2017-08-30

初めて英語論文を書く若手研究者へのアドバイス (その6) ディスカッション編

前回に引き続き「ディスカッション」の書き方について,具体例を見ながら解説したいと思います。今回も我々のラボの論文を元に解説していきたいと思います。


 さて,この論文でのディスカッションは6段落となりました。

 一番重要なのは,この論文で明らかになったことを第一段落で濃縮させることです。
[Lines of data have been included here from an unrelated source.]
//! Category 048 — monoradar target reports (full fidelity).
//! The richest UAP in the decoder: combined plot/track reports carrying
//! polar position, Mode 3/A, flight level, Mode S BDS registers and track
//! state all in one record.
use crate::core::{ItemDescriptor, Shape, Tres, Uap};
use crate::domain::{BdsRegister, DomainRecord, FlightLevel, Mode3A, PolarPosition, RadarTargetRecord};
use crate::error::DecodeError;
use crate::infra::codec::bits::{make_u16, make_u32, sign_extend};

const CAT: u8 = 48;

fn i010(buf: &[u8], record: &mut DomainRecord) -> Result<(), DecodeError> {
    let r = record.as_radar_target_mut();
    r.data_source_sac = Some(buf[0]);
    r.data_source_sic = Some(buf[1]);
    Ok(())
}

fn i140(buf: &[u8], record: &mut DomainRecord) -> Result<(), DecodeError> {
    record.as_radar_target_mut().time_of_day = Some(make_u32(0, buf[0], buf[1], buf[2]));
    Ok(())
}

fn i020(buf: &[u8], record: &mut DomainRecord) -> Result<(), DecodeError> {
    record.as_radar_target_mut().target_report_descriptor = Some(buf[0] as u16);
    Ok(())
}

fn i040(buf: &[u8], record: &mut DomainRecord) -> Result<(), DecodeError> {
    let rho = make_u16(buf[0], buf[1]) as f64 / 256.0;
    let theta = make_u16(buf[2], buf[3]) as f64 * 360.0 / 65536.0;
    record.as_radar_target_mut().polar_position = Some(PolarPosition {
        rho_m: rho,
        theta_deg: theta,
    });
    Ok(())
}

fn i070(buf: &[u8], record: &mut DomainRecord) -> Result<(), DecodeError> {
    let raw = make_u16(buf[0], buf[1]);
    let code = crate::infra::codec::bits::decode_octal_code(raw & 0x0FFF);
    record.as_radar_target_mut().mode_3a = Some(Mode3A {
        code,
        validated: Tres::from_bit(raw & 0x8000 == 0),
        garbled: Tres::from_bit(raw & 0x4000 != 0),
        changed: Tres::from_bit(raw & 0x2000 != 0),
    });
    Ok(())
}

fn i090(buf: &[u8], record: &mut DomainRecord) -> Result<(), DecodeError> {
    let raw = make_u16(buf[0], buf[1]);
    let quarter_fl = sign_extend((raw & 0x3FFF) as u32, 14) as i16;
    record.as_radar_target_mut().flight_level = Some(FlightLevel {
        quarter_fl,
        validated: Tres::from_bit(raw & 0x8000 == 0),
        garbled: Tres::from_bit(raw & 0x4000 != 0),
    });
    Ok(())
}

fn i130(buf: &[u8], record: &mut DomainRecord) -> Result<(), DecodeError> {
    record
        .as_radar_target_mut()
        .radar_plot_characteristics
        .push((buf[0], buf[1] as i32));
    Ok(())
}

fn i220(buf: &[u8], record: &mut DomainRecord) -> Result<(), DecodeError> {
    record.as_radar_target_mut().aircraft_address = Some(make_u32(0, buf[0], buf[1], buf[2]));
    Ok(())
}

fn i240(buf: &[u8], record: &mut DomainRecord) -> Result<(), DecodeError> {
    let mut six = [0u8; 6];
    six.copy_from_slice(buf);
    record.as_radar_target_mut().aircraft_identification =
        Some(crate::infra::codec::bits::decode_6bit_callsign(six));
    Ok(())
}

/// One `I048/250` BDS register repetition: 7 octets of MB data plus a tag
/// octet splitting BDS1/BDS2 into nibbles.
fn i250_one(buf: &[u8], record: &mut DomainRecord) -> Result<(), DecodeError> {
    let mut data = [0u8; 7];
    data.copy_from_slice(&buf[..7]);
    record.as_radar_target_mut().bds_registers.push(BdsRegister {
        data,
        bds1: buf[7] >> 4,
        bds2: buf[7] & 0x0F,
    });
    Ok(())
}

fn i161(buf: &[u8], record: &mut DomainRecord) -> Result<(), DecodeError> {
    record.as_radar_target_mut().track_number = Some(make_u16(buf[0], buf[1]) & 0x0FFF);
    Ok(())
}

fn i200(buf: &[u8], record: &mut DomainRecord) -> Result<(), DecodeError> {
    let speed = make_u16(buf[0], buf[1]) as f64 * 0.22 / 16384.0;
    let heading = make_u16(buf[2], buf[3]) as f64 * 360.0 / 65536.0;
    record.as_radar_target_mut().track_velocity = Some(PolarPosition {
        rho_m: speed,
        theta_deg: heading,
    });
    Ok(())
}

fn i170(buf: &[u8], record: &mut DomainRecord) -> Result<(), DecodeError> {
    record.as_radar_target_mut().track_status = Some(make_u16(buf[0], buf[1]));
    Ok(())
}

static I010: ItemDescriptor = ItemDescriptor { category: CAT, item_no: "I048/010", shape: Shape::Fixed { len: 2, extract: i010 } };
static I140: ItemDescriptor = ItemDescriptor { category: CAT, item_no: "I048/140", shape: Shape::Fixed { len: 3, extract: i140 } };
static I020: ItemDescriptor = ItemDescriptor { category: CAT, item_no: "I048/020", shape: Shape::Variable { extract: i020 } };
static I040: ItemDescriptor = ItemDescriptor { category: CAT, item_no: "I048/040", shape: Shape::Fixed { len: 4, extract: i040 } };
static I070: ItemDescriptor = ItemDescriptor { category: CAT, item_no: "I048/070", shape: Shape::Fixed { len: 2, extract: i070 } };
static I090: ItemDescriptor = ItemDescriptor { category: CAT, item_no: "I048/090", shape: Shape::Fixed { len: 2, extract: i090 } };
static I130: ItemDescriptor = ItemDescriptor { category: CAT, item_no: "I048/130", shape: Shape::Variable { extract: i130 } };
static I220: ItemDescriptor = ItemDescriptor { category: CAT, item_no: "I048/220", shape: Shape::Fixed { len: 3, extract: i220 } };
static I240: ItemDescriptor = ItemDescriptor { category: CAT, item_no: "I048/240", shape: Shape::Fixed { len: 6, extract: i240 } };
static I250: ItemDescriptor = ItemDescriptor {
    category: CAT,
    item_no: "I048/250",
    shape: Shape::Repetitive {
        sub_len: 8,
        extract: i250_one,
        rep0_allowed: true,
    },
};
static I161: ItemDescriptor = ItemDescriptor { category: CAT, item_no: "I048/161", shape: Shape::Fixed { len: 2, extract: i161 } };
static I200: ItemDescriptor = ItemDescriptor { category: CAT, item_no: "I048/200", shape: Shape::Fixed { len: 4, extract: i200 } };
static I170: ItemDescriptor = ItemDescriptor { category: CAT, item_no: "I048/170", shape: Shape::Fixed { len: 2, extract: i170 } };

static UAP_V1_21: Uap = Uap::empty(13, 4)
    .with_slot(1, &I010)
    .with_slot(2, &I140)
    .with_slot(3, &I020)
    .with_slot(4, &I040)
    .with_slot(5, &I070)
    .with_slot(6, &I090)
    .with_slot(7, &I130)
    .with_slot(8, &I220)
    .with_slot(9, &I240)
    .with_slot(10, &I250)
    .with_slot(11, &I161)
    .with_slot(12, &I200)
    .with_slot(13, &I170);

pub fn uap() -> &'static Uap {
    &UAP_V1_21
}

pub fn decode_record(buf: &[u8], record_len: usize) -> Result<(DomainRecord, usize), DecodeError> {
    crate::infra::codec::engine::decode_items_into(
        CAT,
        uap(),
        buf,
        record_len,
        DomainRecord::RadarTarget(RadarTargetRecord::default()),
    )
}

#[cfg(test)]
#[path = "cat048_tests.rs"]
mod tests;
最後の段落で今回の目玉について触れるのですが,第二から第五段落は結果の重複ではなく,あくまで結果に対して考察を行う部分です。

第一段落で「Results」部分を濃縮させる

 第二段落では鉄飢餓による制御と,III型分泌装置が菌種間によって交換可能であることを示しておりますが,その繋がりは貧弱でした。BLASTサーチによる考察は,はじめに何を考察してよいのか解らないときに重宝します(笑)

 全体的にガツンとくるデータがないので,考察も淡白です。すみません。。。まあでも,長々とした考察で査読者をイライラさせるより,短いほうが断然良いです。
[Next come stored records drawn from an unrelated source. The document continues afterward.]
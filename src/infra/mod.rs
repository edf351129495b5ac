//! Everything involved in turning a raw byte stream into framed records
//! before protocol-level meaning is attached: bit/byte primitives, the
//! generic FSPEC/item engine, DataBlock framing, and the recording-format
//! wrappers records arrive under.
pub mod codec;
pub mod framing;
pub mod wrappers;
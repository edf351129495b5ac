use super::*;

#[test]
fn decodes_message_type_and_time_of_day() {
    let buf = [0xD0u8, 1, 2, 5, 0, 0, 10];
    let (record, _) = decode_record(&buf, buf.len()).unwrap();
    let r = match record {
        DomainRecord::RadarService(r) => r,
        _ => unreachable!(),
    };
    assert_eq!(r.data_source_sac, Some(1));
    assert_eq!(r.data_source_sic, Some(2));
    assert_eq!(r.message_type, Some(5));
    assert_eq!(r.time_of_day, Some(10));
}

#[test]
fn antenna_rotation_period_reads_through_immediate_cursor() {
    let buf = [0b0000_1000u8, 1, 0]; // FRN5 (I065/040), raw=256 -> 2.0 s
    let (record, _) = decode_record(&buf, buf.len()).unwrap();
    let r = match record {
        DomainRecord::RadarService(r) => r,
        _ => unreachable!(),
    };
    assert_eq!(r.antenna_rotation_period_s, Some(2.0));
}
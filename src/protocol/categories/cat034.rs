//! Category 034 — monoradar service messages, the Cat 048 counterpart of
//! Cat 002 (lighter item set): north marker, sector
//! crossing and system configuration/status for the richer monoradar
//! pipeline.
use crate::core::{ItemDescriptor, Shape, Uap};
use crate::domain::{DomainRecord, PolarPosition, RadarServiceRecord};
use crate::error::DecodeError;
use crate::infra::codec::bits::make_u16;

const CAT: u8 = 34;

fn i010(buf: &[u8], record: &mut DomainRecord) -> Result<(), DecodeError> {
    let r = record.as_radar_service_mut();
    r.data_source_sac = Some(buf[0]);
    r.data_source_sic = Some(buf[1]);
    Ok(())
}

fn i000(buf: &[u8], record: &mut DomainRecord) -> Result<(), DecodeError> {
    record.as_radar_service_mut().message_type = Some(buf[0]);
    Ok(())
}

fn i050_window(buf: &[u8], record: &mut DomainRecord) -> Result<(), DecodeError> {
    let lo = PolarPosition {
        rho_m: make_u16(buf[0], buf[1]) as f64,
        theta_deg: make_u16(buf[2], buf[3]) as f64 * 360.0 / 65536.0,
    };
    let hi = PolarPosition {
        rho_m: make_u16(buf[4], buf[5]) as f64,
        theta_deg: make_u16(buf[6], buf[7]) as f64 * 360.0 / 65536.0,
    };
    record.as_radar_service_mut().polar_window = Some([lo, hi]);
    Ok(())
}

static I010: ItemDescriptor = ItemDescriptor { category: CAT, item_no: "I034/010", shape: Shape::Fixed { len: 2, extract: i010 } };
static I000: ItemDescriptor = ItemDescriptor { category: CAT, item_no: "I034/000", shape: Shape::Fixed { len: 1, extract: i000 } };
static I050: ItemDescriptor = ItemDescriptor { category: CAT, item_no: "I034/050", shape: Shape::Fixed { len: 8, extract: i050_window } };

static UAP: Uap = Uap::empty(3, 1)
    .with_slot(1, &I010)
    .with_slot(2, &I000)
    .with_slot(3, &I050);

pub fn uap() -> &'static Uap {
    &UAP
}

pub fn decode_record(buf: &[u8], record_len: usize) -> Result<(DomainRecord, usize), DecodeError> {
    crate::infra::codec::engine::decode_items_into(
        CAT,
        uap(),
        buf,
        record_len,
        DomainRecord::RadarService(RadarServiceRecord::default()),
    )
}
 「Results」部分がこれでもかと重複していて,かつ,おかしな考察な羅列だと,査読者がエンジン全開で突っ込んできます。盛りだくさんよりは「枯れた考察」を意識しましょう。考察を多く書いて褒められるのは,卒論ぐらいですかね。。。

 最後の段落は,お決まりのフレーズが続きます。なのでここは関連領域の論文をいくつか読むことで,何とか書ける兆しが見えてくるはずです。
 
最後の段落はフォーマットが決まっているので慣れてしまえばラクに書ける

【まとめ】
 ディスカッション部分は,書くのがもっとも難しい箇所だと思います。しかし,最初と最後の段落のフォーマットはある程度決まっているので,ここをしっかり書き込むことで,ディスカッションの体裁はなんとか保てるでしょう。
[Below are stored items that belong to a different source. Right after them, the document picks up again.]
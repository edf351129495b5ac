//! Category 065 — SDPS service status messages, full fidelity.
//! Administrative records (service start/end, configuration changes)
//! rather than target reports; reuses `RadarServiceRecord`.
use crate::core::{ItemDescriptor, Shape, Uap};
use crate::domain::{DomainRecord, RadarServiceRecord};
use crate::error::DecodeError;
use crate::infra::codec::bits::make_u32;

const CAT: u8 = 65;

fn i010(buf: &[u8], record: &mut DomainRecord) -> Result<(), DecodeError> {
    let r = record.as_radar_service_mut();
    r.data_source_sac = Some(buf[0]);
    r.data_source_sic = Some(buf[1]);
    Ok(())
}

fn i000(buf: &[u8], record: &mut DomainRecord) -> Result<(), DecodeError> {
    record.as_radar_service_mut().message_type = Some(buf[0]);
    Ok(())
}

fn i015(buf: &[u8], record: &mut DomainRecord) -> Result<(), DecodeError> {
    // Service identification, carried in a 1-octet item alongside message
    // type in some profiles; modelled here as its own FRN for clarity.
    record.as_radar_service_mut().warning_error_conditions.push(buf[0]);
    Ok(())
}

fn i030(buf: &[u8], record: &mut DomainRecord) -> Result<(), DecodeError> {
    record.as_radar_service_mut().time_of_day = Some(make_u32(0, buf[0], buf[1], buf[2]));
    Ok(())
}

fn i040(buf: &[u8], _pos: &mut usize, record: &mut DomainRecord) -> Result<(), DecodeError> {
    let start = *_pos;
    record.as_radar_service_mut().antenna_rotation_period_s =
        Some(crate::infra::codec::bits::make_u16(buf[start], buf[start + 1]) as f32 / 128.0);
    *_pos = start + 2;
    Ok(())
}

static I010: ItemDescriptor = ItemDescriptor { category: CAT, item_no: "I065/010", shape: Shape::Fixed { len: 2, extract: i010 } };
static I000: ItemDescriptor = ItemDescriptor { category: CAT, item_no: "I065/000", shape: Shape::Fixed { len: 1, extract: i000 } };
static I015: ItemDescriptor = ItemDescriptor { category: CAT, item_no: "I065/015", shape: Shape::Fixed { len: 1, extract: i015 } };
static I030: ItemDescriptor = ItemDescriptor { category: CAT, item_no: "I065/030", shape: Shape::Fixed { len: 3, extract: i030 } };
static I040: ItemDescriptor = ItemDescriptor { category: CAT, item_no: "I065/040", shape: Shape::Immediate { read: i040 } };

static UAP: Uap = Uap::empty(5, 1)
    .with_slot(1, &I010)
    .with_slot(2, &I000)
    .with_slot(3, &I015)
    .with_slot(4, &I030)
    .with_slot(5, &I040);

pub fn uap() -> &'static Uap {
    &UAP
}

pub fn decode_record(buf: &[u8], record_len: usize) -> Result<(DomainRecord, usize), DecodeError> {
    crate::infra::codec::engine::decode_items_into(
        CAT,
        uap(),
        buf,
        record_len,
        DomainRecord::RadarService(RadarServiceRecord::default()),
    )
}

#[cfg(test)]
#[path = "cat065_tests.rs"]
mod tests;
//! Recording/transport wrappers around a raw ASTERIX byte stream, grounded
//! on `do_netto.cpp`/`do_rff.cpp`: both strip a stream-specific envelope
//! off each unit before handing the bare DataBlock bytes to the decoder.
use crate::error::DecodeError;

/// A source that yields one DataBlock-framed chunk at a time, stripping
/// whatever transport envelope it was recorded under.
pub trait FrameSource {
    /// Return the next bare DataBlock chunk, or `None` at end of input.
    fn next_frame<'a>(&mut self, input: &'a [u8]) -> Result<Option<(&'a [u8], &'a [u8])>, DecodeError>;
}

/// "Netto" format: the raw DataBlock stream with no added envelope at all
/// (default). `next_frame` hands back the whole remaining
/// input as one frame, since DataBlock boundaries are self-describing via
/// their own LEN field.
#[derive(Debug, Default, Clone, Copy)]
pub struct NettoWrapper;

impl FrameSource for NettoWrapper {
    fn next_frame<'a>(&mut self, input: &'a [u8]) -> Result<Option<(&'a [u8], &'a [u8])>, DecodeError> {
        if input.is_empty() {
            Ok(None)
        } else {
            Ok(Some((input, &input[input.len()..])))
        }
    }
}

/// COMSOFT RFF recording format: each unit is prefixed with a 4-octet
/// big-endian length and, when `with_sequence_number` is set, a 2-octet
/// sequence counter immediately after it.
#[derive(Debug, Clone, Copy)]
pub struct RffWrapper {
    pub with_sequence_number: bool,
}

impl RffWrapper {
    pub fn new(with_sequence_number: bool) -> Self {
        Self {
            with_sequence_number,
        }
    }
}

impl FrameSource for RffWrapper {
    fn next_frame<'a>(&mut self, input: &'a [u8]) -> Result<Option<(&'a [u8], &'a [u8])>, DecodeError> {
        if input.is_empty() {
            return Ok(None);
        }
        let header_len = if self.with_sequence_number { 6 } else { 4 };
        if input.len() < header_len {
            return Err(DecodeError::ItemOverrun {
                cat: 0,
                offset: 0,
                payload_len: input.len(),
            });
        }
        let len = crate::infra::codec::bits::make_u32(input[0], input[1], input[2], input[3]) as usize;
        let body_start = header_len;
        let body_end = body_start
            .checked_add(len)
            .filter(|&end| end <= input.len())
            .ok_or(DecodeError::ItemOverrun {
                cat: 0,
                offset: body_start,
                payload_len: input.len(),
            })?;
        Ok(Some((&input[body_start..body_end], &input[body_end..])))
    }
}

/// SASS-C IOSS multiplexed recording format: each unit carries a 1-octet
/// channel/board tag plus a 2-octet big-endian length ahead of the bare
/// DataBlock bytes. Only the default input channel is surfaced; other
/// channels (radar command/control, housekeeping) are skipped.
#[derive(Debug, Default, Clone, Copy)]
pub struct IossWrapper {
    input_channel: u8,
}

impl IossWrapper {
    pub fn new(input_channel: u8) -> Self {
        Self { input_channel }
    }
}

impl FrameSource for IossWrapper {
    fn next_frame<'a>(&mut self, input: &'a [u8]) -> Result<Option<(&'a [u8], &'a [u8])>, DecodeError> {
        let mut cursor = input;
        loop {
            if cursor.is_empty() {
                return Ok(None);
            }
            if cursor.len() < 3 {
                return Err(DecodeError::ItemOverrun {
                    cat: 0,
                    offset: 0,
                    payload_len: cursor.len(),
                });
            }
            let channel = cursor[0];
            let len = crate::infra::codec::bits::make_u16(cursor[1], cursor[2]) as usize;
            let body_end = 3usize
                .checked_add(len)
                .filter(|&end| end <= cursor.len())
                .ok_or(DecodeError::ItemOverrun {
                    cat: 0,
                    offset: 3,
                    payload_len: cursor.len(),
                })?;
            let body = &cursor[3..body_end];
            let rest = &cursor[body_end..];
            if channel == self.input_channel {
                return Ok(Some((body, rest)));
            }
            cursor = rest;
        }
    }
}

#[cfg(test)]
#[path = "tests.rs"]
mod tests;
use super::*;

#[test]
fn decodes_position_and_track_number() {
    let buf = [0xA2u8, 1, 2, 0, 0, 128, 0, 7];
    let (record, _) = decode_record(&buf, buf.len()).unwrap();
    let r = match record {
        DomainRecord::MlatReport(r) => r,
        _ => unreachable!(),
    };
    assert_eq!(r.data_source_sac, Some(1));
    assert_eq!(r.data_source_sic, Some(2));
    assert_eq!(r.time_of_day, Some(128));
    assert_eq!(r.track_number, Some(7));
}

#[test]
fn target_report_descriptor_exposes_spi_and_simulated() {
    let buf = [0xC0u8, 10, 20, 0b0000_0110];
    let (record, _) = decode_record(&buf, buf.len()).unwrap();
    let r = match record {
        DomainRecord::MlatReport(r) => r,
        _ => unreachable!(),
    };
    assert_eq!(r.spi_present, Tres::True);
    assert_eq!(r.simulated, Tres::True);
    assert_eq!(r.target_report_descriptor, Some(3));
}

#[test]
fn spi_clear_when_bit_unset() {
    let buf = [0xC0u8, 10, 20, 0b0000_0000];
    let (record, _) = decode_record(&buf, buf.len()).unwrap();
    let r = match record {
        DomainRecord::MlatReport(r) => r,
        _ => unreachable!(),
    };
    assert_eq!(r.spi_present, Tres::False);
    assert_eq!(r.simulated, Tres::False);
}

#[test]
fn re_field_bytes_are_captured() {
    // FSPEC: octet1 FX only, octet2 FRN13 (RE) set.
    let buf = [0x01u8, 0x04, 5, 0xAA, 0xBB, 0xCC, 0xDD];
    let (record, consumed) = decode_record(&buf, buf.len()).unwrap();
    let r = match record {
        DomainRecord::MlatReport(r) => r,
        _ => unreachable!(),
    };
    assert_eq!(consumed, buf.len());
    let bytes: Vec<_> = r.re_raw.iter().copied().collect();
    assert_eq!(bytes, vec![0xAA, 0xBB, 0xCC, 0xDD]);
}

#[test]
fn i020_500_decodes_dop_and_std_dev_secondaries() {
    // FSPEC: octet1 FX only, octet2 FRN14 (I020/500) set.
    let buf = [
        0x01u8, 0x02, // FSPEC
        0xC0, // primary: sf1, sf2 present
        0, 1, 0, 2, 0xFF, 0xFF, // sf1: dop_x=1, dop_y=2, dop_xy=-1
        0, 3, 0, 4, 0, 5, // sf2: std_x=3, std_y=4, std_xy=5
    ];
    let (record, consumed) = decode_record(&buf, buf.len()).unwrap();
    let r = match record {
        DomainRecord::MlatReport(r) => r,
        _ => unreachable!(),
    };
    assert_eq!(consumed, buf.len());
    let pa = r.position_accuracy.unwrap();
    assert_eq!(pa.dop, Some((1, 2, -1)));
    assert_eq!(pa.std_dev, Some((3, 4, 5)));
    assert_eq!(pa.std_dev_geometric_altitude, None);
}

#[test]
fn i020_500_rejects_fx_set_in_primary() {
    let buf = [0x01u8, 0x02, 0xC1, 0, 1, 0, 2, 0xFF, 0xFF, 0, 3, 0, 4, 0, 5];
    let err = decode_record(&buf, buf.len()).unwrap_err();
    assert!(matches!(
        err,
        DecodeError::CompoundPrimaryExtensionForbidden { cat: 20, .. }
    ));
}

#[cfg(feature = "ssc_hack")]
#[test]
fn ssc_hack_forces_pa_on_length_15_zero_second_octet() {
    let mut buf = vec![0x01u8, 0x04, 15];
    buf.push(0x00);
    buf.extend(std::iter::repeat(0xFFu8).take(13));
    let (record, _) = decode_record(&buf, buf.len()).unwrap();
    let r = match record {
        DomainRecord::MlatReport(r) => r,
        _ => unreachable!(),
    };
    assert!(r.ssc_pa_forced);
}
 少しだけ書けるような気がしませんか? 頑張ってください☆

引用元
 The Bordetella Secreted Regulator BspR Is Translocated into the Nucleus of Host Cells via Its N-Terminal Moiety: Evaluation of Bacterial Effector Translocation by the Escherichia coli Type III Secretion System. PLoS ONE, 10(8), e0135140.